Updated by Danilo Zrenjanin about 2 years ago
Tested the patch against the version below:
2.7.0-DEVELOPMENT (amd64) built on Sat Apr 16 06:18:29 UTC 2022 FreeBSD 12.3-STABLE
The gateways still stay stuck in Pending after reboot. Please check again.
Updated by Marcos M about 2 years ago
- Status changed from Feedback to Confirmed
Tested on 22.05.a.20220417.0600. The FQDN VTI gateway remains pending after reboot.
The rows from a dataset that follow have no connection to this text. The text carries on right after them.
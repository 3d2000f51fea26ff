//! POLYZERO MCTS - Parallel PUCT tree search with batched evaluation
//!
//! This crate provides the search core of the self-play system:
//! - Pool-allocated nodes with O(1) storage recycling
//! - Multi-root rollout batches driven over the async worker pool
//! - PUCT selection with virtual loss, value priors and forced playouts
//! - Deferred state advancement with checkpoint states, or per-node states
//! - Stochastic-transition support with hash-deduped children
//!
//! ## Architecture
//!
//! - Level 1: `Search` (orchestration over a batch of roots)
//! - Level 2: `compute_rollouts` (sweep loop, barrier, batched evaluation)
//! - Level 3: selection, expansion, backpropagation
//! - Level 4: `Node`/`Storage`/`MctsStats` primitives

mod node;
mod search;
mod stats;
mod storage;
mod tree;

pub use node::{Node, NodeRef};
pub use search::{compute_rollouts, rollout_count};
pub use stats::MctsStats;
pub use storage::Storage;
pub use tree::{RootStats, Search, SearchBatch, SearchResult, Tree};

use thiserror::Error;

/// Error types for search operations
#[derive(Debug, Error)]
pub enum MctsError {
    #[error("empty rollout batch")]
    EmptyBatch,

    #[error("policy bias size mismatch, got {got}, expected {expected}")]
    PolicyBiasMismatch { expected: usize, got: usize },
}

// ============================================================================
// CONFIGURATION
// ============================================================================

/// Search configuration
#[derive(Clone, Debug)]
pub struct MctsConfig {
    /// Rollouts per search call (ignored when `max_time_s` is set; a
    /// minimum of 2 always runs).
    pub num_rollouts: i32,
    /// PUCT exploration constant.
    pub puct: f32,
    /// Penalty applied along the descent path until backpropagation.
    pub virtual_loss: f32,
    /// Use the mean of settled sibling values as q for unexplored actions.
    pub use_value_prior: bool,
    /// Replace scores by draws from `U(0, exp(4 * score))` before argmax.
    pub sampling_mcts: bool,
    /// Keep a state snapshot in every node instead of re-simulating.
    pub store_state_in_node: bool,
    /// Checkpoint every this many descent edges (deferred-state variant).
    pub store_state_interval: usize,
    /// Root exploration forcing; 0 disables. Forced visits are removed from
    /// the final counts again after search.
    pub forced_rollouts_multiplier: f32,
    /// Perturb the rollout budget around its nominal value.
    pub randomized_rollouts: bool,
    /// Wall-clock bound in seconds; 0 means rollout-count mode.
    pub max_time_s: f64,
    /// Seed for the search RNG streams.
    pub seed: u64,
}

impl Default for MctsConfig {
    fn default() -> Self {
        Self {
            num_rollouts: 400,
            puct: 1.0,
            virtual_loss: 1.0,
            use_value_prior: true,
            sampling_mcts: false,
            store_state_in_node: false,
            store_state_interval: 8,
            forced_rollouts_multiplier: 0.0,
            randomized_rollouts: false,
            max_time_s: 0.0,
            seed: 0,
        }
    }
}

impl MctsConfig {
    /// Config with a specific rollout budget.
    pub fn with_rollouts(mut self, n: i32) -> Self {
        self.num_rollouts = n;
        self
    }

    /// Config with a specific PUCT constant.
    pub fn with_puct(mut self, puct: f32) -> Self {
        self.puct = puct;
        self
    }

    /// Config with a specific RNG seed.
    pub fn with_seed(mut self, seed: u64) -> Self {
        self.seed = seed;
        self
    }
}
Updated by Viktor Gurov about 2 years ago
Marcos Mendoza wrote in #note-10:
Tested on
22.05.a.20220417.0600. The FQDN VTI gateway remains pending after reboot.
fix:
https://gitlab.netgate.com/pfSense/pfSense/-/merge_requests/727
Updated by Jim Pingle about 2 years ago
- Status changed from Confirmed to Pull Request Review
Updated by Viktor Gurov about 2 years ago
- Status changed from Pull Request Review to Feedback
- % Done changed from 0 to 100
Applied in changeset a41488ff8d8c7647dd93a20fb4d4e3ebd52c175f.
Updated by Marcos M about 2 years ago
- Status changed from Feedback to Resolved
Tested on 22.01 with both patches applied and on 22.05.a.20220419.0600 with the second patch applied. The FQDN gateway shows online after reboot in both cases.